▸ TASK: Every line with "false" in it must be copied from the data.

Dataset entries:
■ ■ ■ ■

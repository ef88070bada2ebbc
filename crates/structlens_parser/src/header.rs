//! Recognises the line that introduces a named record type.

use crate::scanner::{split_identifier, strip_line_comment};
use structlens_span::column_of;

#[derive(Debug, Clone, PartialEq, Eq)]
pub(crate) struct Header<'a> {
    pub name: &'a str,
    /// Char column of the name within the raw line.
    pub name_column: usize,
    /// Byte index of the opening `{` when it sits on the header line.
    pub brace: Option<usize>,
}

/// Matches `type Name struct {`, `type Name[T any] struct {` and, inside a
/// `type ( ... )` group, `Name struct {`. The brace is optional; a comment
/// line never matches.
pub(crate) fn match_header(line: &str, in_group: bool) -> Option<Header<'_>> {
    let code = strip_line_comment(line);
    let trimmed = code.trim_start();
    let indent = code.len() - trimmed.len();

    let after_keyword = match strip_keyword(trimmed, "type") {
        Some(rest) => rest.trim_start(),
        None if in_group => trimmed,
        None => return None,
    };
    let name_offset = indent + trimmed.len() - after_keyword.len();
    let (name, rest) = split_identifier(after_keyword)?;

    let rest = skip_type_parameters(rest)?;
    let rest = strip_keyword(rest.trim_start(), "struct")?.trim_start();
    if !(rest.is_empty() || rest.starts_with('{')) {
        return None;
    }

    let brace = rest
        .starts_with('{')
        .then(|| code.len() - rest.len());

    Some(Header {
        name,
        name_column: column_of(line, name_offset),
        brace,
    })
}

/// True for the `type (` line that opens a grouped declaration.
pub(crate) fn opens_type_group(line: &str) -> bool {
    strip_keyword(strip_line_comment(line).trim(), "type").is_some_and(|rest| rest.trim() == "(")
}

/// Strips `keyword` when it is followed by a non-identifier char or the end
/// of the text.
fn strip_keyword<'a>(text: &'a str, keyword: &str) -> Option<&'a str> {
    let rest = text.strip_prefix(keyword)?;
    match rest.chars().next() {
        Some(ch) if ch.is_alphanumeric() || ch == '_' => None,
        _ => Some(rest),
    }
}

/// Skips a generic parameter list such as `[K comparable, V any]`.
fn skip_type_parameters(text: &str) -> Option<&str> {
    if !text.starts_with('[') {
        return Some(text);
    }
    let mut depth = 0usize;
    for (index, ch) in text.char_indices() {
        match ch {
            '[' => depth += 1,
            ']' => {
                depth -= 1;
                if depth == 0 {
                    return Some(&text[index + 1..]);
                }
            }
            _ => {}
        }
    }
    None
}

#[cfg(test)]
mod tests {
    use super::*;

    #[test]
    fn test_plain_header() {
        let header = match_header("type BadLayout struct {", false).unwrap();
        assert_eq!(header.name, "BadLayout");
        assert_eq!(header.name_column, 5);
        assert_eq!(header.brace, Some(22));
    }

    #[test]
    fn test_header_without_brace() {
        let header = match_header("\ttype Split struct", false).unwrap();
        assert_eq!(header.name, "Split");
        assert_eq!(header.name_column, 6);
        assert_eq!(header.brace, None);
    }

    #[test]
    fn test_generic_header() {
        let header = match_header("type Pair[K comparable, V any] struct{", false).unwrap();
        assert_eq!(header.name, "Pair");
        assert!(header.brace.is_some());
    }

    #[test]
    fn test_grouped_header() {
        assert!(match_header("\tNode struct {", false).is_none());
        let header = match_header("\tNode struct {", true).unwrap();
        assert_eq!(header.name, "Node");
        assert_eq!(header.name_column, 1);
    }

    #[test]
    fn test_rejects_non_struct_lines() {
        assert!(match_header("type ID int", false).is_none());
        assert!(match_header("type Alias = struct{}", false).is_none());
        assert!(match_header("type Weird structure", false).is_none());
        assert!(match_header("// type Commented struct {", false).is_none());
        assert!(match_header("typed Foo struct {", false).is_none());
        assert!(match_header("type Reader interface {", false).is_none());
    }

    #[test]
    fn test_type_group_opener() {
        assert!(opens_type_group("type ("));
        assert!(opens_type_group("type(  // grouped"));
        assert!(!opens_type_group("type T struct {"));
    }
}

■ ■ ■ ■

▸ EXERCISE ANSWER:
        let header = match_header("type BadLayout struct {", false).unwrap();
        let header = match_header("\ttype Split struct", false).unwrap();
        let header = match_header("type Pair[K comparable, V any] struct{", false).unwrap();
        assert!(match_header("\tNode struct {", false).is_none());
        assert!(match_header("type ID int", false).is_none());
        assert!(match_header("type Alias = struct{}", false).is_none());
        assert!(match_header("type Weird structure", false).is_none());
        assert!(match_header("// type Commented struct {", false).is_none());
        assert!(match_header("typed Foo struct {", false).is_none());
        assert!(match_header("type Reader interface {", false).is_none());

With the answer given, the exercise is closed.